Эту позицию Маркса, имевшую далеко идущие и далеко не положительные методологические и гносеологические последствия, хорошо выразил в своих рукописях известный философ и психолог С.Л.Рубинштейн. Раскрывая особенности преодоления Марксом антропологизма Фейербаха, он так писал об отношении марксизма к проблеме роли природы и человека в их методологическом обрамлении: «...сначала природа было сведена к человеку, А затем из человека была выдавлена его природа. Реинтеграция человека невозможна, пока так урезан человек и мир в котором он живёт. Марксова борьба против Фейербаховского антропологизма – вытравливание природы из человека: сущность человека – совокупность общественных отношений. ... Критика Марксом абстрактного человека Фейербаха не только конкретизировала, но и специализировала представление о человеке. Человек как представитель человеческого рода стал представителем своего класса - за критикой антропологизации природы Фейербахом … последовали крайности сведения природы человека к совокупности общественных отношений, жизнь, история мира, свелась к смене общественных производственных отношений, к смене общественных формаций» (См.: Рубинштейн С. Л. Бытие и сознание. Человек и мир. Спб; Питер, 2003, С. 395.)

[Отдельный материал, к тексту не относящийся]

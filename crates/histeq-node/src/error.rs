//! Error types for histeq-node
//!
//! Both construction-time error classes carry the unit name so a host can
//! report which filter in a graph refused to build. Frame processing has
//! no recoverable error class of its own: the engines are pure numeric
//! transforms, and the conditions that could make them fail are rejected
//! here, at construction.

use thiserror::Error;

/// Errors that can occur in the filter units
#[derive(Debug, Error)]
pub enum NodeError {
    /// The upstream stream's format cannot be processed
    #[error("{unit}: {reason}")]
    UnsupportedFormat {
        /// Host-visible unit name
        unit: &'static str,
        /// Human-readable rejection reason
        reason: String,
    },

    /// A construction parameter is out of its valid domain
    #[error("{unit}: {reason}")]
    InvalidParameter {
        /// Host-visible unit name
        unit: &'static str,
        /// Human-readable rejection reason
        reason: String,
    },

    /// Core library error
    #[error("core error: {0}")]
    Core(#[from] histeq_core::Error),

    /// Equalization engine error
    #[error("filter error: {0}")]
    Filter(#[from] histeq_filter::FilterError),
}

/// Result type for node operations
pub type NodeResult<T> = Result<T, NodeError>;
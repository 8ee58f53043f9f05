//! Host-visible operation descriptors
//!
//! Data-only descriptions of the two registered operations: names,
//! parameter signatures, and the scheduling mode. A host application uses
//! these to surface the units; the declared output contract for both is
//! one video stream of input-identical format and geometry.

use crate::unit::FilterMode;

/// Kind of one registered parameter.
#[derive(Debug, Clone, Copy, PartialEq, Eq)]
pub enum ParamKind {
    /// An upstream video stream.
    Clip,
    /// A real number.
    Float,
    /// An integer.
    Int,
}

/// One parameter of a registered operation.
#[derive(Debug, Clone, Copy, PartialEq, Eq)]
pub struct ParamDescriptor {
    /// Parameter name as exposed to the host application.
    pub name: &'static str,
    /// Value kind.
    pub kind: ParamKind,
    /// Whether the host may omit the parameter.
    pub optional: bool,
}

/// One registered operation.
#[derive(Debug, Clone, Copy, PartialEq, Eq)]
pub struct FilterDescriptor {
    /// Operation name as exposed to the host application.
    pub name: &'static str,
    /// Parameter signature, in declaration order.
    pub params: &'static [ParamDescriptor],
    /// Scheduling contract.
    pub mode: FilterMode,
}

/// Descriptor for the global equalization operation.
pub const EQUALIZE_HIST: FilterDescriptor = FilterDescriptor {
    name: "EqualizeHist",
    params: &[ParamDescriptor {
        name: "clip",
        kind: ParamKind::Clip,
        optional: false,
    }],
    mode: FilterMode::Parallel,
};

/// Descriptor for the tiled adaptive equalization operation.
pub const CLAHE: FilterDescriptor = FilterDescriptor {
    name: "CLAHE",
    params: &[
        ParamDescriptor {
            name: "clip",
            kind: ParamKind::Clip,
            optional: false,
        },
        ParamDescriptor {
            name: "limit",
            kind: ParamKind::Float,
            optional: true,
        },
        ParamDescriptor {
            name: "tile",
            kind: ParamKind::Int,
            optional: true,
        },
    ],
    mode: FilterMode::Parallel,
};

/// All operations this crate registers.
pub const DESCRIPTORS: &[FilterDescriptor] = &[EQUALIZE_HIST, CLAHE];

#[cfg(test)]
mod tests {
    use super::*;

    #[test]
    fn test_descriptor_signatures() {
        assert_eq!(EQUALIZE_HIST.params.len(), 1);
        assert!(!EQUALIZE_HIST.params[0].optional);

        assert_eq!(CLAHE.params.len(), 3);
        assert_eq!(CLAHE.params[1].name, "limit");
        assert_eq!(CLAHE.params[1].kind, ParamKind::Float);
        assert!(CLAHE.params[1].optional);
        assert_eq!(CLAHE.params[2].name, "tile");
        assert_eq!(CLAHE.params[2].kind, ParamKind::Int);

        assert!(DESCRIPTORS.iter().all(|d| d.mode == FilterMode::Parallel));
    }
}
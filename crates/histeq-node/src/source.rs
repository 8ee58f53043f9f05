//! Upstream frame source boundary
//!
//! [`FrameSource`] is the complete surface the filter units see of the
//! host pipeline: stream description, asynchronous frame requests,
//! fetching, releasing, and output allocation. Everything else about the
//! host (frame graphs, worker scheduling, dependency tracking) stays on
//! the other side of this trait.
//!
//! Fetched frames are host-owned and reference-counted; [`FetchedFrame`]
//! scopes one acquisition so the reference is returned on every exit
//! path, early returns included.

use histeq_core::{Frame, VideoFormat, VideoInfo};
use std::ops::Deref;
use std::sync::Arc;

/// The five host operations the filter units depend on.
///
/// Implementations must be safe to call from multiple workers at once:
/// the units declare parallel frame processing, so distinct frame indices
/// are requested and fetched concurrently.
pub trait FrameSource: Send + Sync {
    /// Describe the stream this source produces.
    fn video_info(&self) -> &VideoInfo;

    /// Register interest in the frame at `index`.
    ///
    /// Availability is signaled by the scheduler re-activating the
    /// requesting unit in its producing phase; this call must not block.
    fn request_frame(&self, index: usize);

    /// Hand out the frame at `index`, transferring one host reference.
    ///
    /// Only valid once the frame's availability has been signaled, i.e.
    /// from a producing-phase activation.
    fn fetch_frame(&self, index: usize) -> Arc<Frame>;

    /// Return a reference obtained from [`fetch_frame`](Self::fetch_frame).
    fn release_frame(&self, frame: Arc<Frame>);

    /// Allocate a fresh, zeroed output frame.
    ///
    /// The property map is copied from `template`; the filter units pass
    /// their input frame's own format and geometry, so input and output
    /// always share an identical layout.
    fn allocate_frame(
        &self,
        format: &VideoFormat,
        width: u32,
        height: u32,
        template: &Frame,
    ) -> Frame;
}

/// Scoped ownership of one fetched frame.
///
/// Dropping the guard releases the host reference, so the release cannot
/// be forgotten on any return path through a producing-phase body.
pub struct FetchedFrame<'s> {
    source: &'s dyn FrameSource,
    frame: Option<Arc<Frame>>,
}

impl<'s> FetchedFrame<'s> {
    /// Fetch the frame at `index` from `source`.
    pub fn fetch(source: &'s dyn FrameSource, index: usize) -> Self {
        let frame = source.fetch_frame(index);
        FetchedFrame {
            source,
            frame: Some(frame),
        }
    }
}

impl Deref for FetchedFrame<'_> {
    type Target = Frame;

    fn deref(&self) -> &Frame {
        self.frame.as_deref().expect("frame present until drop")
    }
}

impl Drop for FetchedFrame<'_> {
    fn drop(&mut self) {
        if let Some(frame) = self.frame.take() {
            self.source.release_frame(frame);
        }
    }
}
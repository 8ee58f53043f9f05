//! Scripted in-memory frame source
//!
//! Stands in for the host pipeline in tests: frames are preloaded, every
//! host operation is counted, and fetching an un-requested frame panics
//! so protocol violations fail loudly instead of silently succeeding.

use histeq_core::{Frame, VideoFormat, VideoInfo};
use histeq_node::FrameSource;
use std::collections::HashSet;
use std::sync::atomic::{AtomicUsize, Ordering};
use std::sync::{Arc, Mutex};

/// In-memory [`FrameSource`] with request/fetch/release accounting.
pub struct ScriptedSource {
    info: VideoInfo,
    frames: Vec<Arc<Frame>>,
    requested: Mutex<HashSet<usize>>,
    requests: AtomicUsize,
    fetches: AtomicUsize,
    releases: AtomicUsize,
    allocations: AtomicUsize,
}

impl ScriptedSource {
    /// Build a source over preloaded frames with an explicit stream
    /// description.
    ///
    /// Use this to declare a stream the units must reject (float
    /// samples, variable format) — the frame list may then be empty.
    pub fn with_info(info: VideoInfo, frames: Vec<Frame>) -> Self {
        ScriptedSource {
            info,
            frames: frames.into_iter().map(Arc::new).collect(),
            requested: Mutex::new(HashSet::new()),
            requests: AtomicUsize::new(0),
            fetches: AtomicUsize::new(0),
            releases: AtomicUsize::new(0),
            allocations: AtomicUsize::new(0),
        }
    }

    /// Build a constant-format source, deriving the stream description
    /// from the first frame.
    ///
    /// # Panics
    ///
    /// Panics if `frames` is empty.
    pub fn from_frames(frames: Vec<Frame>) -> Self {
        let first = frames.first().expect("at least one frame");
        let info = VideoInfo::new(*first.format(), first.width(), first.height(), frames.len());
        Self::with_info(info, frames)
    }

    /// Number of `request_frame` calls so far.
    pub fn requests(&self) -> usize {
        self.requests.load(Ordering::SeqCst)
    }

    /// Number of `fetch_frame` calls so far.
    pub fn fetches(&self) -> usize {
        self.fetches.load(Ordering::SeqCst)
    }

    /// Number of `release_frame` calls so far.
    pub fn releases(&self) -> usize {
        self.releases.load(Ordering::SeqCst)
    }

    /// Number of `allocate_frame` calls so far.
    pub fn allocations(&self) -> usize {
        self.allocations.load(Ordering::SeqCst)
    }

    /// Fetched-but-not-released frame count; zero when a unit's resource
    /// accounting is correct.
    pub fn outstanding(&self) -> usize {
        self.fetches() - self.releases()
    }
}

impl FrameSource for ScriptedSource {
    fn video_info(&self) -> &VideoInfo {
        &self.info
    }

    fn request_frame(&self, index: usize) {
        self.requests.fetch_add(1, Ordering::SeqCst);
        self.requested.lock().unwrap().insert(index);
    }

    fn fetch_frame(&self, index: usize) -> Arc<Frame> {
        assert!(
            self.requested.lock().unwrap().contains(&index),
            "frame {index} fetched without a prior request"
        );
        self.fetches.fetch_add(1, Ordering::SeqCst);
        Arc::clone(&self.frames[index])
    }

    fn release_frame(&self, frame: Arc<Frame>) {
        self.releases.fetch_add(1, Ordering::SeqCst);
        drop(frame);
    }

    fn allocate_frame(
        &self,
        format: &VideoFormat,
        width: u32,
        height: u32,
        template: &Frame,
    ) -> Frame {
        self.allocations.fetch_add(1, Ordering::SeqCst);
        let mut frame = Frame::new(*format, width, height).expect("valid allocation geometry");
        *frame.props_mut() = template.props().clone();
        frame
    }
}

По существу С. Л Рубинштейн высказал сомнения в довольно категорической форме по поводу научной обоснованности сведения человека к совокупности общественных отношений и одновременно выразил убеждение, что это стало результатом абстрагирования человека от его подлинной связи с внешней природой как результата преодоления натуралистического антропологизма Фейербаха. Конечно, Маркс и его современные сторонники могут возразить на это - мол, он только вскрыл несоответствие Фейербаховского антропологизма реальному положению частичного человека, и что частичным человеком его сделал буржуазный, капиталистический способ производства и буржуазная система отношений. И это вполне обоснованно, как и то, что отчужденное положение человека относительно внешней и внутренней его природы, есть действительный исторический факт.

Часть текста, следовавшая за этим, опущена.